Monday, November 10, 2008

Long-term prospect ‘fabulous’, but 2009 looks gloomy

Source : Business Times - 7 Nov 2008

British Chamber spokesman paints the big picture for Singapore

THE long-term outlook for Singapore is ‘fabulous’ but 2009 is likely to be a miserable year economically, said Roman Scott, economic spokesman for the British Chamber of Commerce.

In a luncheon presentation yesterday, Mr Scott painted a bleak picture of global growth, but reiterated his confidence that Asia will bounce back stronger.

‘I remain a long-term secular Asian bull. In the mid- to long term, (the crisis) accelerates the secular shift of economies towards Asia,’ he said. While open and export oriented economies such as Singapore will be hit hard, domestic consumption in countries such as China is expected to provide a fresh engine of growth.

‘Singapore is very very vulnerable; it’s a canary in a coal mine. It will be the first to pick itself up when things get better . . . The Singapore story is fundamentally intact and will be fabulous in 2015.’

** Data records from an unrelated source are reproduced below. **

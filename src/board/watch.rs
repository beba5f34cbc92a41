//! One-shot change-watcher broadcast set (§3 "Change-watcher set", §4.8, §9's
//! "many-producers/many-consumers one-shot" construction).

use tokio::sync::{oneshot, Mutex};

use super::cell::PlayerId;
use super::BoardInner;

/// Suspend until the next change signal, then return the caller's snapshot
/// (§5 suspension point 2). A change emitted while this call is registered,
/// even one that completes before the caller is scheduled again, is still
/// observed because the registration happens under the same lock acquisition
/// that a concurrent change-emitting operation would need.
pub(super) async fn watch(board: &Mutex<BoardInner>, player_id: &PlayerId) -> String {
    let rx = {
        let mut inner = board.lock().await;
        inner.changes.register()
    };
    let _ = rx.await;
    let inner = board.lock().await;
    inner.snapshot(player_id)
}

/// Unordered set of suspended `watch` calls. Invariant X1: a single change
/// event must wake every watcher registered at the moment of the event;
/// watchers registered after that event are not woken by it.
///
/// A `tokio::sync::broadcast` channel was considered (and is what
/// `game::coordinator` uses for its event fan-out) but rejected here: a
/// bounded broadcast channel can silently drop lagging receivers, which would
/// violate X1's "every currently-registered watcher wakes" guarantee. Draining
/// a plain `Vec` of one-shot senders gives that guarantee for free.
#[derive(Default)]
pub struct ChangeSet {
    watchers: Vec<oneshot::Sender<()>>,
}

impl ChangeSet {
    pub fn new() -> Self {
        Self::default()
    }

    /// Register a new one-shot watcher. The caller must drop the board lock
    /// before awaiting the returned receiver.
    pub fn register(&mut self) -> oneshot::Receiver<()> {
        let (tx, rx) = oneshot::channel();
        self.watchers.push(tx);
        rx
    }

    /// Wake every watcher registered so far, then clear the set so later
    /// registrants join a fresh generation (X1).
    pub fn signal(&mut self) {
        for sender in self.watchers.drain(..) {
            let _ = sender.send(());
        }
    }

    #[cfg(test)]
    pub fn len(&self) -> usize {
        self.watchers.len()
    }
}

#[cfg(test)]
mod tests {
    use super::*;

    #[tokio::test]
    async fn signal_wakes_every_registered_watcher() {
        let mut set = ChangeSet::new();
        let rx1 = set.register();
        let rx2 = set.register();
        assert_eq!(set.len(), 2);

        set.signal();
        assert!(rx1.await.is_ok());
        assert!(rx2.await.is_ok());
        assert_eq!(set.len(), 0);
    }

    #[tokio::test]
    async fn watchers_registered_after_a_signal_are_not_woken_by_it() {
        let mut set = ChangeSet::new();
        set.signal(); // no watchers yet, no-op
        let rx = set.register();
        assert_eq!(set.len(), 1);
        // rx is still pending; a second signal is needed to wake it.
        set.signal();
        assert!(rx.await.is_ok());
    }
}
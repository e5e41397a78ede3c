//! View seams and UI feedback helpers
//!
//! Handlers never look elements up by id. They receive handles implementing
//! the traits below; the browser binding implements them over `web-sys`
//! elements, the terminal client over stdout.

use serde_json::Value;

use crate::types::Tone;

/// Panel class for a successful reply
pub const SUCCESS_CLASS: &str = "mt-4 p-3 rounded bg-success-subtle text-success-emphasis";
/// Panel class for a failed reply
pub const FAILURE_CLASS: &str = "mt-4 p-3 rounded bg-danger-subtle text-danger-emphasis";

/// A single-line text input
pub trait TextInput {
    fn value(&self) -> String;
    fn set_value(&self, value: &str);
}

/// A submit button with a stashable label
pub trait SubmitButton {
    fn set_disabled(&self, disabled: bool);
    fn label(&self) -> String;
    fn set_label(&self, label: &str);
    /// Label saved while busy, if any
    fn stashed_label(&self) -> Option<String>;
    fn stash_label(&self, label: Option<&str>);
}

/// A response panel with a content area
pub trait ResponsePanel {
    fn set_text(&self, text: &str);
    fn set_class(&self, class: &str);
    fn set_visible(&self, visible: bool);
}

impl Tone {
    pub fn panel_class(&self) -> &'static str {
        match self {
            Tone::Success => SUCCESS_CLASS,
            Tone::Failure => FAILURE_CLASS,
        }
    }
}

/// Toggle a button's busy state, keeping its original label across the cycle.
///
/// Marking an already busy button busy again keeps the first stashed label.
pub fn set_loading(button: &dyn SubmitButton, loading: bool, busy_label: &str) {
    if loading {
        button.set_disabled(true);
        if button.stashed_label().is_none() {
            button.stash_label(Some(&button.label()));
        }
        button.set_label(busy_label);
    } else {
        button.set_disabled(false);
        if let Some(original) = button.stashed_label() {
            button.set_label(&original);
            button.stash_label(None);
        }
    }
}

/// Text for a panel: strings pass through, anything else is pretty JSON
pub fn render_value(value: &Value) -> String {
    match value {
        Value::String(s) => s.clone(),
        other => serde_json::to_string_pretty(other).unwrap_or_else(|_| other.to_string()),
    }
}

/// Render `value` into the panel with the given tone and reveal it
pub fn show_response(panel: &dyn ResponsePanel, value: &Value, tone: Tone) {
    panel.set_text(&render_value(value));
    panel.set_class(tone.panel_class());
    panel.set_visible(true);
}

/// Hide the panel, leaving its content in place
pub fn hide_response(panel: &dyn ResponsePanel) {
    panel.set_visible(false);
}

#[cfg(test)]
mod tests {
    use super::*;
    use crate::config::PROCESSING_LABEL;
    use serde_json::json;
    use std::cell::{Cell, RefCell};

    #[derive(Default)]
    struct Button {
        disabled: Cell<bool>,
        label: RefCell<String>,
        stash: RefCell<Option<String>>,
    }

    impl SubmitButton for Button {
        fn set_disabled(&self, disabled: bool) {
            self.disabled.set(disabled);
        }
        fn label(&self) -> String {
            self.label.borrow().clone()
        }
        fn set_label(&self, label: &str) {
            *self.label.borrow_mut() = label.to_string();
        }
        fn stashed_label(&self) -> Option<String> {
            self.stash.borrow().clone()
        }
        fn stash_label(&self, label: Option<&str>) {
            *self.stash.borrow_mut() = label.map(str::to_string);
        }
    }

    #[test]
    fn test_loading_cycle_restores_label() {
        let button = Button::default();
        button.set_label("Decode & Play");

        set_loading(&button, true, PROCESSING_LABEL);
        assert!(button.disabled.get());
        assert_eq!(button.label(), PROCESSING_LABEL);

        set_loading(&button, false, PROCESSING_LABEL);
        assert!(!button.disabled.get());
        assert_eq!(button.label(), "Decode & Play");
        assert!(button.stashed_label().is_none());
    }

    #[test]
    fn test_double_busy_keeps_first_label() {
        let button = Button::default();
        button.set_label("Get Keys");

        set_loading(&button, true, PROCESSING_LABEL);
        set_loading(&button, true, PROCESSING_LABEL);
        set_loading(&button, false, PROCESSING_LABEL);
        assert_eq!(button.label(), "Get Keys");
    }

    #[test]
    fn test_render_value() {
        assert_eq!(render_value(&json!("plain")), "plain");
        assert_eq!(render_value(&json!({ "error": "x" })), "{\n  \"error\": \"x\"\n}");
    }

    #[test]
    fn test_render_value_keeps_backend_key_order() {
        let value: Value =
            serde_json::from_str(r#"{"success":false,"error":"No keys found","code":7}"#).unwrap();
        assert_eq!(
            render_value(&value),
            "{\n  \"success\": false,\n  \"error\": \"No keys found\",\n  \"code\": 7\n}"
        );
    }
}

Still, Asian economic data for the third and fourth quarter this year is expected to be weak. ‘Asian banks may hold very little of the sub-prime toxic debt, but the resultant damage to the interbank and those human things - trust and credibility - that are essential ingredients of the banking system, has affected Asia equally.’

On the global economy, he said IMF forecasts have been consistently over-optimistic in downturns and pessimistic in upturns. IMF forecast for 2009 has been revised downwards to 3 per cent, the slowest pace since 2002.

Mr Scott believes that global growth will actually slip to a ‘recessionary’ level of 2 per cent. ‘The only question that remains is for how long this will last. Given my comments on why systemic banking crises leave the fires burning far longer than the standard cyclical recession, a two-year period is a minimum, not a maximum, and that would be lucky,’ he wrote in a paper.

Asia is expected to bounce back earlier, within 18 months.

A banking crisis, he maintains, differs markedly from normal cyclical recessions. ‘This is a heart attack, not a fall, and hearts are difficult to get started again . . . This is what happens when the trust that underpins the system disappears and credit is severely restricted.’

For businesses, he said plans should be stress tested against two to three scenarios. ‘Smaller enterprises will be particularly vulnerable and should plan cash flow to ensure that a year’s requirements for cash is available, and if not it is time to liquidate assets to get to that point.’